Extracted data entries
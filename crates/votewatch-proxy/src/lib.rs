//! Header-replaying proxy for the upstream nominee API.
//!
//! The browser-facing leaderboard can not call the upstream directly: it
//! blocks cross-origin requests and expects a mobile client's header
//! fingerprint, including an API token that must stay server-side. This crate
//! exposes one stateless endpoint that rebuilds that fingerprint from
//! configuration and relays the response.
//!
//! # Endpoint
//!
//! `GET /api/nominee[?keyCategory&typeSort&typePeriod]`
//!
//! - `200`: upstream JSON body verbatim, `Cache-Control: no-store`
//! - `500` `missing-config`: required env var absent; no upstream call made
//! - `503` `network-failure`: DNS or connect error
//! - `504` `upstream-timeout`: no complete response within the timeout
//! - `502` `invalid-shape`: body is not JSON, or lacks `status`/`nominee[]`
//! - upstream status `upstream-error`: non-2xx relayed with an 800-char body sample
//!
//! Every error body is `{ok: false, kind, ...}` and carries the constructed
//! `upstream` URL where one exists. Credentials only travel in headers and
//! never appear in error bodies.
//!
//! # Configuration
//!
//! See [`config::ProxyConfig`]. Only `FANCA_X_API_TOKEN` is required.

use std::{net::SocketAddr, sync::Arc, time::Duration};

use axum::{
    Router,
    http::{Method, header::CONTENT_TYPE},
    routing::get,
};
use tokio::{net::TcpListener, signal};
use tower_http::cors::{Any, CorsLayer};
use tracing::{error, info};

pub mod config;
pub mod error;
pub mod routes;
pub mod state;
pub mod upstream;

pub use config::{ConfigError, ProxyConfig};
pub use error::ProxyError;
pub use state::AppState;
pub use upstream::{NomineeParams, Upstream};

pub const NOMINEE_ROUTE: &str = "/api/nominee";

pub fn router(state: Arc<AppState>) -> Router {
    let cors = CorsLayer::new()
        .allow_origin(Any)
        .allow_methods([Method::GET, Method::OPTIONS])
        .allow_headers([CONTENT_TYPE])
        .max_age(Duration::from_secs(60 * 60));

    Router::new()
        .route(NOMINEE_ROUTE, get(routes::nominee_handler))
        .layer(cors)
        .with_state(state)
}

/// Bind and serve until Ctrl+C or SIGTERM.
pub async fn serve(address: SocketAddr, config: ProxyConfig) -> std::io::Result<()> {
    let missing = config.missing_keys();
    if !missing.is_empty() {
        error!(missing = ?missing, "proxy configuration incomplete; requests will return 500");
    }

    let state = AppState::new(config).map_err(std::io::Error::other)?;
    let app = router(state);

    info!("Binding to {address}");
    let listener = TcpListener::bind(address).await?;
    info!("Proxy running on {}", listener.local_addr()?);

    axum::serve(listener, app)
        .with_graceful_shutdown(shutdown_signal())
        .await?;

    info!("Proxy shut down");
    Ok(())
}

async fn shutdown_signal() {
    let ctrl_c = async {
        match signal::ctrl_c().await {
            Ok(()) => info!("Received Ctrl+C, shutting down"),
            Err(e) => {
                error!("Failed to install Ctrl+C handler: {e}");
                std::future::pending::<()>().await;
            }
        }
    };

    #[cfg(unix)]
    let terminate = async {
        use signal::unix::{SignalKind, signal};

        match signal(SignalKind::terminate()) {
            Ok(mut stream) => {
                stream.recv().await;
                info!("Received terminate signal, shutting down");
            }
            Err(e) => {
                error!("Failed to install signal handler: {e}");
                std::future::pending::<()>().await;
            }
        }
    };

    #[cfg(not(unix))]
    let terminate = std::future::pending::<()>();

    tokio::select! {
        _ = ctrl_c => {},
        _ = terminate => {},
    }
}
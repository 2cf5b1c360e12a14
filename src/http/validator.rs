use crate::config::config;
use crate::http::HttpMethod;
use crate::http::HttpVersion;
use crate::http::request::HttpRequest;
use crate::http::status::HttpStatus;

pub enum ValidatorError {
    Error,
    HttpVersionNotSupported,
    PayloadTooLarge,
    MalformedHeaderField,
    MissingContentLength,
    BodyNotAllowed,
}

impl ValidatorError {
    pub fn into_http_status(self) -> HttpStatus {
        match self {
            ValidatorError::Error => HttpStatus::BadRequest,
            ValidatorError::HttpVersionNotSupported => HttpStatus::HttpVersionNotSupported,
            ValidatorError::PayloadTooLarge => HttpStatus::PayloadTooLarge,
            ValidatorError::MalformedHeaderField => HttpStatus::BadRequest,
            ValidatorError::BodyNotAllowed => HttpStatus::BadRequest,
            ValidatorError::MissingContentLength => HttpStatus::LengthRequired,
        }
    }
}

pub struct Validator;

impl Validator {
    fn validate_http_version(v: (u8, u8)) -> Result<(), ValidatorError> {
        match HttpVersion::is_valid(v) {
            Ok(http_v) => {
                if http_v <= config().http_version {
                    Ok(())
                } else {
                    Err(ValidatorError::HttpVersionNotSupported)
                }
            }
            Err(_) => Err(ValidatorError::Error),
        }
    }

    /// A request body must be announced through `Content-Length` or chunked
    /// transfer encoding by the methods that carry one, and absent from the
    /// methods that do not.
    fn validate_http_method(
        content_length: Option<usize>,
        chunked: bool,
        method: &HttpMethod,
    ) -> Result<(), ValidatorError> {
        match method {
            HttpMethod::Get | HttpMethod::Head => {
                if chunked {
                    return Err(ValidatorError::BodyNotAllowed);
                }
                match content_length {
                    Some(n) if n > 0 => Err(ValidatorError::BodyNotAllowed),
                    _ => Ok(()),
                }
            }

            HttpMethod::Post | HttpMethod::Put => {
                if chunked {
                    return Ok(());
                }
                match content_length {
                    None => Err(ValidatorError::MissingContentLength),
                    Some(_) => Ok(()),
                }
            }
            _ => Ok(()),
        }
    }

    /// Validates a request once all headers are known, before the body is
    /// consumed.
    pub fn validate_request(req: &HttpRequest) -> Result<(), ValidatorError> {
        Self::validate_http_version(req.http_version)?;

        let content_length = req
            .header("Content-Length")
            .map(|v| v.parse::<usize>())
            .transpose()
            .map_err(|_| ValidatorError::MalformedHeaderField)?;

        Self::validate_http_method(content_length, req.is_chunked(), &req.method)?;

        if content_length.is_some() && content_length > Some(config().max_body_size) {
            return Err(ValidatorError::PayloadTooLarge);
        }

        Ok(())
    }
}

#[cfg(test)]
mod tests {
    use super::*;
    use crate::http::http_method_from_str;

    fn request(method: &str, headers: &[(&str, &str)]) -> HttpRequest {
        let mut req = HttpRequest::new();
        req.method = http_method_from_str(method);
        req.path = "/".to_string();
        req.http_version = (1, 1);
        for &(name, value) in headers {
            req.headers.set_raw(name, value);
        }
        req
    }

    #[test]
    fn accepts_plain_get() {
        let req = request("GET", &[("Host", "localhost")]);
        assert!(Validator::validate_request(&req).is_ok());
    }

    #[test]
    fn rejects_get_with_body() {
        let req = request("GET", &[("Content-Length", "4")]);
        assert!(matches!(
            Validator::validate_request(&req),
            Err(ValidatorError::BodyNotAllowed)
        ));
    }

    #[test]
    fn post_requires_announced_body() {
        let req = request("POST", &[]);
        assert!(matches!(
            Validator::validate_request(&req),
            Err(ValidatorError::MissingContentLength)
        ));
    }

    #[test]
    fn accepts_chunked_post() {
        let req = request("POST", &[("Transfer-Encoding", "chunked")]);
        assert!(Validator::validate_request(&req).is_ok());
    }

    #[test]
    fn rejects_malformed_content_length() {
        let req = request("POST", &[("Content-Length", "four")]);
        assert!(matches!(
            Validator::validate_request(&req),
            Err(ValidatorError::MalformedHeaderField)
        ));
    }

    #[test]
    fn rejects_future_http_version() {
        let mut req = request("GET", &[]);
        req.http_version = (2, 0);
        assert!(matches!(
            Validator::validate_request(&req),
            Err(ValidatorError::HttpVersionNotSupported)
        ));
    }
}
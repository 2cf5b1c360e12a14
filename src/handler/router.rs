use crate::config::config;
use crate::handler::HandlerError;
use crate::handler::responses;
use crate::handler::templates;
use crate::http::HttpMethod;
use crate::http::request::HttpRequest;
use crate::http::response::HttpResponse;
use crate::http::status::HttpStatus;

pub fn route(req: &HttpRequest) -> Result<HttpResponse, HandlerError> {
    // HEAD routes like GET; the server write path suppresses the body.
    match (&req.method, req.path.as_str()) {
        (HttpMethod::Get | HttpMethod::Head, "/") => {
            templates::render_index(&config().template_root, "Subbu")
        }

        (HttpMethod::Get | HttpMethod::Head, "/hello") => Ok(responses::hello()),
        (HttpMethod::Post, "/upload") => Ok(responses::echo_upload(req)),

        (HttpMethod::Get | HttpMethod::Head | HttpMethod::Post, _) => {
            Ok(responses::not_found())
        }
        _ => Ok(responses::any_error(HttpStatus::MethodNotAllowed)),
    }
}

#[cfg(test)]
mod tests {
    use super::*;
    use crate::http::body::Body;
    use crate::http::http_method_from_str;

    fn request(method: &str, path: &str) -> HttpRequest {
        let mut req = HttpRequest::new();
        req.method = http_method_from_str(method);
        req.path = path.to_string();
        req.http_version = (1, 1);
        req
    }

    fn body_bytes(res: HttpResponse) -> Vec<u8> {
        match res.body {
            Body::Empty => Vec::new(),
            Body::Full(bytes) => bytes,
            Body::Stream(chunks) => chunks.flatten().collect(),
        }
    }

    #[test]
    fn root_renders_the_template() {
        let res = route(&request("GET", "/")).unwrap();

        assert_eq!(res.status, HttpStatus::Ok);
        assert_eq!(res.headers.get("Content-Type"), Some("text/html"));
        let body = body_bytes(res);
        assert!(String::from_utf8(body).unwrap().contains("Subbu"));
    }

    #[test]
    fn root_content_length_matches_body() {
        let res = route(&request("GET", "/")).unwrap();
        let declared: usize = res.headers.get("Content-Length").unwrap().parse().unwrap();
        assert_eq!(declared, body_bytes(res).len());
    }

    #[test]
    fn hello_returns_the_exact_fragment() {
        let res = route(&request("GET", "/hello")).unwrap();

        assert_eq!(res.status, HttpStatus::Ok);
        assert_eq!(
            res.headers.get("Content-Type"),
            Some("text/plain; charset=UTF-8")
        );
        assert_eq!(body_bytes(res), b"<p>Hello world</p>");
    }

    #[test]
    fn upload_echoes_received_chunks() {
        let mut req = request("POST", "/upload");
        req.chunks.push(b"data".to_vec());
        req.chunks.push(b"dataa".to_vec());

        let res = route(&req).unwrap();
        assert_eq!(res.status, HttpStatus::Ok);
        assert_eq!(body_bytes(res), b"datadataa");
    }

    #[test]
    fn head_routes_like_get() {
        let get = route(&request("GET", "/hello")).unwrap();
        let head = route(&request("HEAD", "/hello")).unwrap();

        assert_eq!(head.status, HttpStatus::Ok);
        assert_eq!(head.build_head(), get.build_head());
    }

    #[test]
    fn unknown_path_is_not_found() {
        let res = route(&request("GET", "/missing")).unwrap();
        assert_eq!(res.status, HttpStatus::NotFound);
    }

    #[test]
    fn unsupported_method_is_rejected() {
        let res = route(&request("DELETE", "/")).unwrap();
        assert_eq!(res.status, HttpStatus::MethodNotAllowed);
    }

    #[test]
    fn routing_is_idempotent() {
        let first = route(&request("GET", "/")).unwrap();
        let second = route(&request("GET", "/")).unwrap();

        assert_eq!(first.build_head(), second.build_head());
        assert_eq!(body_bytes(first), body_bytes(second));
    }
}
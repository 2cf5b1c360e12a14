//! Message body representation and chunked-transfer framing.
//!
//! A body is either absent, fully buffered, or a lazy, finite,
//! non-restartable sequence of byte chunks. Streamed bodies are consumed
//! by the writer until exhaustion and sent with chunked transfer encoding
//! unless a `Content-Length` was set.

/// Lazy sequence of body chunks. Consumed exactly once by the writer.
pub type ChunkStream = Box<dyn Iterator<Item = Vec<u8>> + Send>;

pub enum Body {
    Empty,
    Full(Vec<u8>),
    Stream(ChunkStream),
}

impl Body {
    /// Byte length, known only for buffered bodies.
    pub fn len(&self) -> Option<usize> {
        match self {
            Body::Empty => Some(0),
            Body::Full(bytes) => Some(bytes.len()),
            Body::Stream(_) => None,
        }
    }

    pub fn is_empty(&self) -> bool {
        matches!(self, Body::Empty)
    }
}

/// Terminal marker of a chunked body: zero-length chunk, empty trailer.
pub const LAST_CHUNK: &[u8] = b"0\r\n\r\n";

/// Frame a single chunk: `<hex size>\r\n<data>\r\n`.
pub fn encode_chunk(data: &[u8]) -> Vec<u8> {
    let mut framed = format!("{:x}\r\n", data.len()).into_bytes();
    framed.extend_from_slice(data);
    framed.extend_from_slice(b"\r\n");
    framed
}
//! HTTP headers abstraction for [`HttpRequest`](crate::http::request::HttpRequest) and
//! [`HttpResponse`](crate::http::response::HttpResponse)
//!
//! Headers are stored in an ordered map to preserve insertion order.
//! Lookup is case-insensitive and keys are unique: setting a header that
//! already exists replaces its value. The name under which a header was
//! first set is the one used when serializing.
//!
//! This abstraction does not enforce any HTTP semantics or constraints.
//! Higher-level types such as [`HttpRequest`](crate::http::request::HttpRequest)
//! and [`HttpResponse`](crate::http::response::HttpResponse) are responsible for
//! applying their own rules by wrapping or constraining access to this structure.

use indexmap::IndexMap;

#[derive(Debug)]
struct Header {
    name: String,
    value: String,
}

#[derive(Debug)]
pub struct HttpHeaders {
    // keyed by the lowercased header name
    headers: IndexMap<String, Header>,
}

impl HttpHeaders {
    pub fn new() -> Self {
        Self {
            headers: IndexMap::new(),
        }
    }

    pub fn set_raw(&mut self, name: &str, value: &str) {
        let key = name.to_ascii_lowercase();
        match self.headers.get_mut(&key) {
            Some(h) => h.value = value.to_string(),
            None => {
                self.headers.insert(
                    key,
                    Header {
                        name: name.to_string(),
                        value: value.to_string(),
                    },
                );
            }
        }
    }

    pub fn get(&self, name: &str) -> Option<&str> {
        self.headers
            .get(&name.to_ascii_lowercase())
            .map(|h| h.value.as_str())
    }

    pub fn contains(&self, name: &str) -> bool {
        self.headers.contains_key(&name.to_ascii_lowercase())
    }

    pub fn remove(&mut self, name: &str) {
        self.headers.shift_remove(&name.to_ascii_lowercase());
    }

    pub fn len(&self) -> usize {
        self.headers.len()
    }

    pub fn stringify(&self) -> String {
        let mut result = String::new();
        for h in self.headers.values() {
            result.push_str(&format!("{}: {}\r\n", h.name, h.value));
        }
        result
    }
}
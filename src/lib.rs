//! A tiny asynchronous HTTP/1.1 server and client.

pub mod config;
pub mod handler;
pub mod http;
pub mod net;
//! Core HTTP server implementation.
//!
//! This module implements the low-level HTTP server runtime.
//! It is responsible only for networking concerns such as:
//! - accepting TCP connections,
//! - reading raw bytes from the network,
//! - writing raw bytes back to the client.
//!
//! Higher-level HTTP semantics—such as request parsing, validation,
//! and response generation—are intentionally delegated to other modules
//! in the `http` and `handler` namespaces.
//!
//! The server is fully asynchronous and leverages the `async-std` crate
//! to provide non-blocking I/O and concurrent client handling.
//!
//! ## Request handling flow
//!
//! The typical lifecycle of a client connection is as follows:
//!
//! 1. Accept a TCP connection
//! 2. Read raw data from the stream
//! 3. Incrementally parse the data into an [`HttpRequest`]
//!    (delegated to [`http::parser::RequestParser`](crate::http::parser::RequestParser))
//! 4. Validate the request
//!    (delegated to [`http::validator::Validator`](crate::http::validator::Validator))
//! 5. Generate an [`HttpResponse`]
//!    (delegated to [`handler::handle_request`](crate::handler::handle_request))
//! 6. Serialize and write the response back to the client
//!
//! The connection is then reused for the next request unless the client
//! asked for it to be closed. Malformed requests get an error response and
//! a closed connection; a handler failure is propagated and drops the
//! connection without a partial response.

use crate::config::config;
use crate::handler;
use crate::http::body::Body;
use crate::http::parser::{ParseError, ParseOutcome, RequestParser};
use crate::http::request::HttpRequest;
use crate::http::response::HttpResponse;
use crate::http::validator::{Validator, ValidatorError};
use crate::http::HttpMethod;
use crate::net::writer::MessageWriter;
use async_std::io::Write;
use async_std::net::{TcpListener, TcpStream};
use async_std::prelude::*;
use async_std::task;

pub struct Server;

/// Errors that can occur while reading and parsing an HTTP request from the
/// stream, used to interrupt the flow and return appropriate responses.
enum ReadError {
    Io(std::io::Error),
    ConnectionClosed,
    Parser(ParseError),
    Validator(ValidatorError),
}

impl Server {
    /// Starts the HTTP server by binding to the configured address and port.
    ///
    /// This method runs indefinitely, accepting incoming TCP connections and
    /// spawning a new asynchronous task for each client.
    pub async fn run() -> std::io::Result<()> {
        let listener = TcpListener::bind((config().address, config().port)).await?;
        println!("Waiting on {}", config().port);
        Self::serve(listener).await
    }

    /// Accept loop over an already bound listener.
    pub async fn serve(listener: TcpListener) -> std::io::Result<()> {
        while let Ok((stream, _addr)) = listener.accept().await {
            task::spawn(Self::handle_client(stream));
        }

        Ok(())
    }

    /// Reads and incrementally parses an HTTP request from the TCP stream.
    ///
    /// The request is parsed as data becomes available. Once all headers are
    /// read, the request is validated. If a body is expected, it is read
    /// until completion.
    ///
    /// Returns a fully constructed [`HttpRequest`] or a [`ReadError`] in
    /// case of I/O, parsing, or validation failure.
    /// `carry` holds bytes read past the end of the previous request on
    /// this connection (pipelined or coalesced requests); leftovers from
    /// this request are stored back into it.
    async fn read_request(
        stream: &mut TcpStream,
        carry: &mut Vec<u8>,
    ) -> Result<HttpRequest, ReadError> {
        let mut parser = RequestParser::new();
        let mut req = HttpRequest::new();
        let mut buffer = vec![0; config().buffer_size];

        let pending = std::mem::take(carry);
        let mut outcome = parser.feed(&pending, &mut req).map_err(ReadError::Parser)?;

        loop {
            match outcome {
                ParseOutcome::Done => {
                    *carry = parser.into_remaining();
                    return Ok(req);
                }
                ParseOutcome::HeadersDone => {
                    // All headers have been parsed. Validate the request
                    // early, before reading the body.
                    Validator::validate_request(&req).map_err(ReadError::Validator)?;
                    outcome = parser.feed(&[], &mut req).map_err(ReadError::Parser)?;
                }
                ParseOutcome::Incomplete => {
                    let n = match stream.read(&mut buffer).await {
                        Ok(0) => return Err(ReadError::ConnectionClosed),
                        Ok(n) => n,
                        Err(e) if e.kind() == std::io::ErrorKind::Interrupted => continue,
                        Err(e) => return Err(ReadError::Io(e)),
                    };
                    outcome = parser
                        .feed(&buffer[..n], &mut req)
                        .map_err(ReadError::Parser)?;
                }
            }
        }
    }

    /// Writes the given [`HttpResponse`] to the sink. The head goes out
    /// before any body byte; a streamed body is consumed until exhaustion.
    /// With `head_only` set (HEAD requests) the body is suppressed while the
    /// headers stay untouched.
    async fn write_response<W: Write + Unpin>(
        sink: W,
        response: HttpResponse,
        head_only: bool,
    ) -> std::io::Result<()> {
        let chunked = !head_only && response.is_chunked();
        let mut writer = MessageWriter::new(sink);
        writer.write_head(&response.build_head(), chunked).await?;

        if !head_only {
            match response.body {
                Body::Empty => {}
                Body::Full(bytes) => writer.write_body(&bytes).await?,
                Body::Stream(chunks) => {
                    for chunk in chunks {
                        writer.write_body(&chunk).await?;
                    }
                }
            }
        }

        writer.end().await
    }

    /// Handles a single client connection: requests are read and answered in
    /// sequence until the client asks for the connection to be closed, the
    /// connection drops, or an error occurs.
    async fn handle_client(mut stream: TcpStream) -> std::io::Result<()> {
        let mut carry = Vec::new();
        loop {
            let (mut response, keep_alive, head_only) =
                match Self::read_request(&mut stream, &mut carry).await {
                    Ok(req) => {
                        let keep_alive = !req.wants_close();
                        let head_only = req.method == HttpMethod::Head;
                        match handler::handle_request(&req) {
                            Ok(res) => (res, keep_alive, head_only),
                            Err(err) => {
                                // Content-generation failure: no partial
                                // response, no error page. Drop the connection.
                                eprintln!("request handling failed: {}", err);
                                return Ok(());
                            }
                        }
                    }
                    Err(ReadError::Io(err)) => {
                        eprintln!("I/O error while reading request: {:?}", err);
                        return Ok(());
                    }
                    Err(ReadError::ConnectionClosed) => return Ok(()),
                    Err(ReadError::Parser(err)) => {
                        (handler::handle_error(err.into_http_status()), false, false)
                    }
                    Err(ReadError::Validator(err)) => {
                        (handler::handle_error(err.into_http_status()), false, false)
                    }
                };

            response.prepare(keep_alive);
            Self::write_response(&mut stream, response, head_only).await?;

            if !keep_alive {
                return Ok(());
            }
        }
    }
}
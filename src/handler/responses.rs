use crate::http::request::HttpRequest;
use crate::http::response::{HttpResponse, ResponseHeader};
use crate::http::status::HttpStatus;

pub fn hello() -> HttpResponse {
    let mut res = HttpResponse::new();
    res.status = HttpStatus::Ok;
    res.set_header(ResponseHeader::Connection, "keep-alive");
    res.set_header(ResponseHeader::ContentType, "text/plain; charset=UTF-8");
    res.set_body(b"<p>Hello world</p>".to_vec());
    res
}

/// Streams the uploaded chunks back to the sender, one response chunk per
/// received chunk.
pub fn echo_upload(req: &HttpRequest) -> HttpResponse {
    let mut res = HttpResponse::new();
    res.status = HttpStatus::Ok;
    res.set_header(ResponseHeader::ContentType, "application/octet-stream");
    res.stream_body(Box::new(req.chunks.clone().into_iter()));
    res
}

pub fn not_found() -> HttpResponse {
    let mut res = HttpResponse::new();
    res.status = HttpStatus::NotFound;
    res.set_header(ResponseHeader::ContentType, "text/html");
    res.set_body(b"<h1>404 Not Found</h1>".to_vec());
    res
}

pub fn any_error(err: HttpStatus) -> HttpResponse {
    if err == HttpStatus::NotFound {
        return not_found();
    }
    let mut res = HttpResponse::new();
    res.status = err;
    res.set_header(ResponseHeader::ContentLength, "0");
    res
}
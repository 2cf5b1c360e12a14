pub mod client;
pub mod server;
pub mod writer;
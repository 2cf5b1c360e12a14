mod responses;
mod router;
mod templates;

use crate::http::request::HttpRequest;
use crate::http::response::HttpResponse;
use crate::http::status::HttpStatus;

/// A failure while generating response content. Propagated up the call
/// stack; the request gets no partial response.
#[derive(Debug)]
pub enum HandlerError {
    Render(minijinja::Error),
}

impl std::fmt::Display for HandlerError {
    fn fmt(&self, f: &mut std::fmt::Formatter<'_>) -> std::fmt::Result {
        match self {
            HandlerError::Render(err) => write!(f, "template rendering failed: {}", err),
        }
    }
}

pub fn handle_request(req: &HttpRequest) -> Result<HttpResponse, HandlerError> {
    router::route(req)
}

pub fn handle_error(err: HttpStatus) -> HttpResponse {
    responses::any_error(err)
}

Required work>
Of the entries above, repeat exactly the lines between the line with "absent from the" and the line with "pub fn validate_request(req: &HttpRequest)", inclusive, and no others.

Answer below>
    /// transfer encoding by the methods that carry one, and absent from the
    /// methods that do not.
    fn validate_http_method(
        content_length: Option<usize>,
        chunked: bool,
        method: &HttpMethod,
    ) -> Result<(), ValidatorError> {
        match method {
            HttpMethod::Get | HttpMethod::Head => {
                if chunked {
                    return Err(ValidatorError::BodyNotAllowed);
                }
                match content_length {
                    Some(n) if n > 0 => Err(ValidatorError::BodyNotAllowed),
                    _ => Ok(()),
                }
            }

            HttpMethod::Post | HttpMethod::Put => {
                if chunked {
                    return Ok(());
                }
                match content_length {
                    None => Err(ValidatorError::MissingContentLength),
                    Some(_) => Ok(()),
                }
            }
            _ => Ok(()),
        }
    }

    /// Validates a request once all headers are known, before the body is
    /// consumed.
    pub fn validate_request(req: &HttpRequest) -> Result<(), ValidatorError> {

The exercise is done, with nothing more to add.